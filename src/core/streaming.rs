//! Aggregate reduction of a streaming session into a breath result.

use crate::core::buffer::SampleSnapshot;
use crate::core::result::BreathResult;
use statrs::statistics::Statistics;

/// Reduce the buffered samples to a breath result.
///
/// Duration is the elapsed time between the first and last sample; the PPM
/// estimate comes from the mean raw CO value over every sample.
pub fn reduce(snapshot: &SampleSnapshot<'_>) -> BreathResult {
    let (first, last) = match (snapshot.first(), snapshot.last()) {
        (Some(first), Some(last)) => (first, last),
        _ => return BreathResult::empty(),
    };

    let duration = (last.timestamp_s - first.timestamp_s).max(0.0);
    let mean_co_raw = snapshot.iter().map(|s| s.co_raw).sum::<f64>() / snapshot.len() as f64;
    let temps = snapshot.iter().map(|s| s.temperature_c);
    let min_temp = Statistics::min(temps.clone());
    let max_temp = Statistics::max(temps);

    BreathResult::from_stats(mean_co_raw, duration, min_temp, max_temp)
}
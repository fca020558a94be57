//! REST API endpoints.
//!
//! Axum-based HTTP API serving raceday lists, leaderboards, review tables and
//! racecards for a competition.

pub mod routes;
pub mod state;

use axum::{
    http::{HeaderValue, StatusCode},
    response::{IntoResponse, Response},
    routing::get,
    Json, Router,
};
use serde::Serialize;
use thiserror::Error;
use tower_http::{
    cors::{AllowOrigin, Any, CorsLayer},
    trace::TraceLayer,
};

use crate::calculate::CalculateError;
use crate::models::{CompId, RaceDate, Raceday, RacedayId};
use crate::storage::{CompetitionSnapshot, StorageError};
use state::AppState;

/// API error types.
#[derive(Debug, Error)]
pub enum ApiError {
    #[error("Not found: {0}")]
    NotFound(String),

    #[error("Bad request: {0}")]
    BadRequest(String),

    #[error("Internal error: {0}")]
    Internal(String),
}

impl From<StorageError> for ApiError {
    fn from(err: StorageError) -> Self {
        match err {
            StorageError::PathNotFound(path) => ApiError::NotFound(path.display().to_string()),
            other => ApiError::Internal(other.to_string()),
        }
    }
}

impl From<CalculateError> for ApiError {
    fn from(err: CalculateError) -> Self {
        ApiError::Internal(err.to_string())
    }
}

/// Error response body.
#[derive(Debug, Serialize)]
pub struct ErrorResponse {
    pub error: ErrorDetail,
}

#[derive(Debug, Serialize)]
pub struct ErrorDetail {
    pub code: String,
    pub message: String,
}

impl IntoResponse for ApiError {
    fn into_response(self) -> Response {
        let (status, code) = match &self {
            ApiError::NotFound(_) => (StatusCode::NOT_FOUND, "NOT_FOUND"),
            ApiError::BadRequest(_) => (StatusCode::BAD_REQUEST, "BAD_REQUEST"),
            ApiError::Internal(_) => (StatusCode::INTERNAL_SERVER_ERROR, "INTERNAL_ERROR"),
        };

        if status.is_server_error() {
            tracing::error!("{}", self);
        }

        let body = ErrorResponse {
            error: ErrorDetail {
                code: code.to_string(),
                message: self.to_string(),
            },
        };

        (status, Json(body)).into_response()
    }
}

fn cors_layer(origin: &str) -> CorsLayer {
    let allow = if origin == "*" {
        AllowOrigin::any()
    } else {
        match origin.parse::<HeaderValue>() {
            Ok(value) => AllowOrigin::exact(value),
            Err(_) => {
                tracing::warn!("Invalid CORS origin '{}', allowing any", origin);
                AllowOrigin::any()
            }
        }
    };

    CorsLayer::new()
        .allow_origin(allow)
        .allow_methods(Any)
        .allow_headers(Any)
}

/// Build the application router.
pub fn build_router(state: AppState) -> Router {
    let cors = cors_layer(&state.config.server.cors_origin);

    Router::new()
        .route("/api/health", get(routes::health::health))
        .route("/api/comps", get(routes::comps::list_competitions))
        .route(
            "/api/comps/:comp_id/racedays",
            get(routes::racedays::list_racedays),
        )
        .route(
            "/api/comps/:comp_id/racedays/:raceday_id/leaderboard",
            get(routes::leaderboard::get_leaderboard),
        )
        .route(
            "/api/comps/:comp_id/racedays/:raceday_id/review",
            get(routes::review::get_review),
        )
        .route(
            "/api/comps/:comp_id/racedays/:raceday_id/races",
            get(routes::races::get_races),
        )
        .with_state(state)
        .layer(cors)
        .layer(TraceLayer::new_for_http())
}

/// Today's date for this request.
pub(crate) fn reference_date(state: &AppState) -> Result<RaceDate, ApiError> {
    state
        .config
        .resolve_reference_date()
        .map_err(|e| ApiError::Internal(e.to_string()))
}

/// Load a competition, mapping a missing directory to 404.
pub(crate) fn load_comp(state: &AppState, comp_id: i64) -> Result<CompetitionSnapshot, ApiError> {
    let comp_id = CompId::new(comp_id);
    CompetitionSnapshot::load(&state.storage, comp_id).map_err(|e| match e {
        StorageError::PathNotFound(_) => {
            ApiError::NotFound(format!("Competition {} not found", comp_id))
        }
        other => other.into(),
    })
}

/// Look up a raceday within a loaded competition.
pub(crate) fn find_raceday(
    comp: &CompetitionSnapshot,
    raceday_id: i64,
) -> Result<Raceday, ApiError> {
    let raceday_id = RacedayId::new(raceday_id);
    comp.raceday(raceday_id)
        .cloned()
        .ok_or_else(|| ApiError::NotFound(format!("Raceday {} not found", raceday_id)))
}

> _Work instruction_:
The expected answer is every line in the data above that carries the string "last".

> _Solution for this task_:
/// Duration is the elapsed time between the first and last sample; the PPM
    let (first, last) = match (snapshot.first(), snapshot.last()) {
        (Some(first), Some(last)) => (first, last),
    let duration = (last.timestamp_s - first.timestamp_s).max(0.0);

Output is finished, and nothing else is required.